Son las cinco de la tarde. María espera junto a la ventana, sentada en su silla de ruedas. María es una mujer de semblante envejecido pero llena de energía. Su vida ha sido dura. Su corazón ha sido traspasado una y otra vez: la muerte repentina de su marido, la ruptura con sus hijos, la enfermedad, el internamiento en el hospital y finalmente la soledad y el aislamiento.

Pero hoy, María espera confiada y con una cierta calma. Hoy la visitará su prima. La prima de María no ha tenido una vida fácil. Su padre la abandonó cuando era una niña, su madre tenía problemas con el alcohol y ella empieza a estar enganchada a algunas drogas.

María recibe a su prima. Un beso, una sonrisa, pocas palabras y enseguida se dirigen al jardín del hospital. Las horas pasan y ambas mujeres conversan tranquilamente en el bar del hospital. Sin embargo, de pronto, la prima de María siente algo…

Algo que es como una luz, como una llamada, como el susurro de una palabra, como una brisa suave… Algo que le impulsa a levantarse de la silla y a decir con calma: «María, voy al lavabo». La prima de María se levanta y llega al lavabo, pero no entra en él sino que camina jardín arriba, con paso monótono pero decidido, cada vez más rápido, cada vez más arriba, siempre hacia lo alto… hasta que desaparece en el horizonte…

Pasan los minutos y algunas horas y María sigue en el bar, sola, sin comprender nada, esperando contra toda esperanza. Al cabo de un rato María pide a la empleada del bar que llame a su pabellón para que la vengan a buscar…

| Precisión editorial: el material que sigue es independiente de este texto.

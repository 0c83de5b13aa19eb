//! Pattern detectors for PII categories.
//!
//! A detector tests one stringified cell against a named category. The
//! registry order is fixed; every detector is applied to every cell and a
//! failure of one never affects the others.

use std::sync::LazyLock;

use chrono::NaiveDate;
use regex::Regex;

use crate::address::{AddressTokenizer, looks_like_address};

/// Fixed detector registry, in evaluation order.
pub const CATEGORIES: &[&str] = &[
    "emails",
    "phone_numbers",
    "street_addresses",
    "zip_codes",
    "credit_cards",
    "ips",
    "dates",
    "ssns",
    "btc_addresses",
    "po_boxes",
    "phones_with_exts",
];

static EMAIL: LazyLock<Regex> = LazyLock::new(|| {
    Regex::new(r"^[A-Za-z0-9._%+-]+@[A-Za-z0-9.-]+\.[A-Za-z]{2,}$").expect("email regex")
});

static PHONE: LazyLock<Regex> = LazyLock::new(|| {
    Regex::new(r"^(\+?1[-. ]?)?\(?\d{3}\)?[-. ]?\d{3}[-. ]?\d{4}$").expect("phone regex")
});

static PHONE_WITH_EXT: LazyLock<Regex> = LazyLock::new(|| {
    Regex::new(r"^(\+?1[-. ]?)?\(?\d{3}\)?[-. ]?\d{3}[-. ]?\d{4}\s*(?i:ext\.?|x)\s*\d{2,6}$")
        .expect("phone-with-ext regex")
});

static ZIP: LazyLock<Regex> =
    LazyLock::new(|| Regex::new(r"^\d{5}(-\d{4})?$").expect("zip regex"));

static CREDIT_CARD: LazyLock<Regex> = LazyLock::new(|| {
    Regex::new(r"^(\d{4}[- ]?){3}\d{4}$|^\d{15,16}$").expect("credit card regex")
});

static IP: LazyLock<Regex> = LazyLock::new(|| {
    Regex::new(r"^((25[0-5]|2[0-4]\d|[01]?\d?\d)\.){3}(25[0-5]|2[0-4]\d|[01]?\d?\d)$")
        .expect("ip regex")
});

static SSN: LazyLock<Regex> =
    LazyLock::new(|| Regex::new(r"^\d{3}-\d{2}-\d{4}$").expect("ssn regex"));

static BTC: LazyLock<Regex> = LazyLock::new(|| {
    Regex::new(r"^[13][a-km-zA-HJ-NP-Z1-9]{26,33}$").expect("btc regex")
});

static PO_BOX: LazyLock<Regex> = LazyLock::new(|| {
    Regex::new(r"(?i)^p\.? ?o\.? +box +\d+$").expect("po box regex")
});

const DATE_FORMATS: &[&str] = &[
    "%Y-%m-%d",
    "%Y/%m/%d",
    "%m/%d/%Y",
    "%d/%m/%Y",
    "%m-%d-%Y",
    "%d-%m-%Y",
    "%m/%d/%y",
    "%d %b %Y",
    "%b %d %Y",
    "%b %d, %Y",
    "%B %d, %Y",
    "%d %B %Y",
];

/// True when the trimmed cell parses as a calendar date in any of the
/// accepted formats.
pub fn is_date(cell: &str) -> bool {
    let trimmed = cell.trim();
    if trimmed.is_empty() {
        return false;
    }
    DATE_FORMATS
        .iter()
        .any(|fmt| NaiveDate::parse_from_str(trimmed, fmt).is_ok())
}

/// Test one cell against one category.
///
/// Unknown categories match nothing, so a stale category name degrades to a
/// zero score instead of a failure.
pub fn cell_matches(category: &str, cell: &str, tokenizer: &dyn AddressTokenizer) -> bool {
    let trimmed = cell.trim();
    if trimmed.is_empty() {
        return false;
    }
    match category {
        "emails" => EMAIL.is_match(trimmed),
        "phone_numbers" => PHONE.is_match(trimmed),
        "street_addresses" => looks_like_address(tokenizer, trimmed),
        "zip_codes" => ZIP.is_match(trimmed),
        "credit_cards" => CREDIT_CARD.is_match(trimmed),
        "ips" => IP.is_match(trimmed),
        "dates" => is_date(trimmed),
        "ssns" => SSN.is_match(trimmed),
        "btc_addresses" => BTC.is_match(trimmed),
        "po_boxes" => PO_BOX.is_match(trimmed),
        "phones_with_exts" => PHONE_WITH_EXT.is_match(trimmed),
        _ => false,
    }
}
//! PII discovery over tabular columns.
//!
//! Two independent signal sources are scored per column and fused:
//!
//! - **Pattern detectors**: a fixed registry of regex/heuristic detectors
//!   applied to every cell (emails, phones, addresses, zips, cards, ...).
//! - **Entity recognition**: an [`EntityRecognizer`] run over a bounded
//!   prefix of rows, tallying labels that indicate personal content.
//!
//! Fusion keeps both sources visible on collision, suppression knocks out
//! weak zip/date/quantity signals, and the winning category decides the
//! `is_pii` verdict.
//!
//! # Example
//!
//! ```ignore
//! use dataprof_pii::PiiScorer;
//!
//! let records = PiiScorer::default().score_table(&raw_df);
//! ```

pub mod address;
pub mod detectors;
pub mod flare;
pub mod ner;
pub mod scorer;

// === Scoring ===
pub use scorer::PiiScorer;

// === Collaborator Seams ===
pub use address::{AddressTokenizer, TokenClass, UsStreetTokenizer};
pub use ner::{Entity, EntityRecognizer, HeuristicRecognizer};

// === Report Shapes ===
pub use flare::{build_flare_tree, build_pii_map};
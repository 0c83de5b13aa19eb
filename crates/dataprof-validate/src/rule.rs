//! Compiled validation rules.
//!
//! A rule is either one of the fixed built-ins or a stored regex fetched
//! from the rule store. Rules are resolved by name at schema-build time and
//! compiled once per run.

use std::sync::LazyLock;

use regex::Regex;

use crate::error::{Result, ValidateError};

static ALPHANUMERIC: LazyLock<Regex> =
    LazyLock::new(|| Regex::new(r"^[A-Za-z0-9]+$").expect("alphanumeric regex"));

static NUMERIC: LazyLock<Regex> = LazyLock::new(|| Regex::new(r"^\d+$").expect("numeric regex"));

/// Built-in rule names, as they appear in stored rule sets.
pub const BUILTIN_NON_EMPTY: &str = "Non Empty";
pub const BUILTIN_ALPHANUMERIC: &str = "Alphanumeric Only";
pub const BUILTIN_NUMERIC: &str = "Numeric Only";
/// Prefix of the parameterized exact-length rule, e.g. "Exact Length 9".
pub const BUILTIN_EXACT_LENGTH_PREFIX: &str = "Exact Length ";

/// A rule compiled and ready to evaluate against cell values.
#[derive(Debug, Clone)]
pub struct CompiledRule {
    name: String,
    message: String,
    kind: RuleKind,
}

#[derive(Debug, Clone)]
enum RuleKind {
    NonEmpty,
    Alphanumeric,
    Numeric,
    ExactLength(usize),
    Pattern(Regex),
}

impl CompiledRule {
    /// Resolve a built-in rule by name, if the name is one.
    pub fn builtin(name: &str) -> Option<Self> {
        match name {
            BUILTIN_NON_EMPTY => Some(Self {
                name: name.to_string(),
                message: "value must not be empty (Non Empty)".to_string(),
                kind: RuleKind::NonEmpty,
            }),
            BUILTIN_ALPHANUMERIC => Some(Self {
                name: name.to_string(),
                message: "value must be alphanumeric (Alphanumeric Only)".to_string(),
                kind: RuleKind::Alphanumeric,
            }),
            BUILTIN_NUMERIC => Some(Self {
                name: name.to_string(),
                message: "value must contain digits only (Numeric Only)".to_string(),
                kind: RuleKind::Numeric,
            }),
            _ => {
                let length: usize = name.strip_prefix(BUILTIN_EXACT_LENGTH_PREFIX)?.parse().ok()?;
                Some(Self {
                    name: name.to_string(),
                    message: format!("value must be exactly {length} digit(s) (Exact Length {length})"),
                    kind: RuleKind::ExactLength(length),
                })
            }
        }
    }

    /// Compile a user-submitted regex rule.
    pub fn from_pattern(name: &str, pattern: &str, description: &str) -> Result<Self> {
        let regex = Regex::new(pattern).map_err(|e| ValidateError::InvalidRegex {
            name: name.to_string(),
            message: e.to_string(),
        })?;
        let message = if description.trim().is_empty() {
            format!("value does not match pattern ({name})")
        } else {
            format!("{description} ({name})")
        };
        Ok(Self {
            name: name.to_string(),
            message,
            kind: RuleKind::Pattern(regex),
        })
    }

    /// Rule name as declared.
    pub fn name(&self) -> &str {
        &self.name
    }

    /// Violation message referencing the failed pattern.
    pub fn message(&self) -> &str {
        &self.message
    }

    /// True when the value satisfies the rule.
    pub fn accepts(&self, value: &str) -> bool {
        match &self.kind {
            RuleKind::NonEmpty => !value.trim().is_empty(),
            RuleKind::Alphanumeric => ALPHANUMERIC.is_match(value),
            RuleKind::Numeric => NUMERIC.is_match(value),
            RuleKind::ExactLength(n) => value.len() == *n && NUMERIC.is_match(value),
            RuleKind::Pattern(regex) => regex.is_match(value),
        }
    }
}

#[cfg(test)]
mod tests {
    use super::*;

    #[test]
    fn test_non_empty() {
        let rule = CompiledRule::builtin(BUILTIN_NON_EMPTY).unwrap();
        assert!(rule.accepts("x"));
        assert!(!rule.accepts(""));
        assert!(!rule.accepts("   "));
    }

    #[test]
    fn test_alphanumeric() {
        let rule = CompiledRule::builtin(BUILTIN_ALPHANUMERIC).unwrap();
        assert!(rule.accepts("abc123"));
        assert!(!rule.accepts("abc-123"));
        assert!(!rule.accepts(""));
    }

    #[test]
    fn test_numeric() {
        let rule = CompiledRule::builtin(BUILTIN_NUMERIC).unwrap();
        assert!(rule.accepts("12345"));
        assert!(!rule.accepts("12a"));
        assert!(!rule.accepts(""));
        assert!(rule.message().contains("Numeric Only"));
    }

    #[test]
    fn test_exact_length() {
        let rule = CompiledRule::builtin("Exact Length 5").unwrap();
        assert!(rule.accepts("70116"));
        assert!(!rule.accepts("7011"));
        assert!(!rule.accepts("7011a"));
    }

    #[test]
    fn test_unknown_builtin() {
        assert!(CompiledRule::builtin("Exact Length x").is_none());
        assert!(CompiledRule::builtin("Something Else").is_none());
    }

    #[test]
    fn test_custom_pattern() {
        let rule =
            CompiledRule::from_pattern("State Code", r"^[A-Z]{2}$", "two-letter state").unwrap();
        assert!(rule.accepts("LA"));
        assert!(!rule.accepts("Louisiana"));
        assert!(rule.message().contains("State Code"));
    }

    #[test]
    fn test_invalid_pattern() {
        let result = CompiledRule::from_pattern("Broken", r"[unclosed", "");
        assert!(matches!(result, Err(ValidateError::InvalidRegex { .. })));
    }
}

María, no estás sola. Si en la oscuridad de la noche no has oído tu nombre no es porque Él no lo haya pronunciado. El Señor vive dentro de ti y te espera, te busca, te nombra y te dice: soy el Padre de los huérfanos, el defensor de las viudas y, desde la morada donde resido, preparo un hogar para los que están solos y desamparados (cf. Salmo 68,6-7).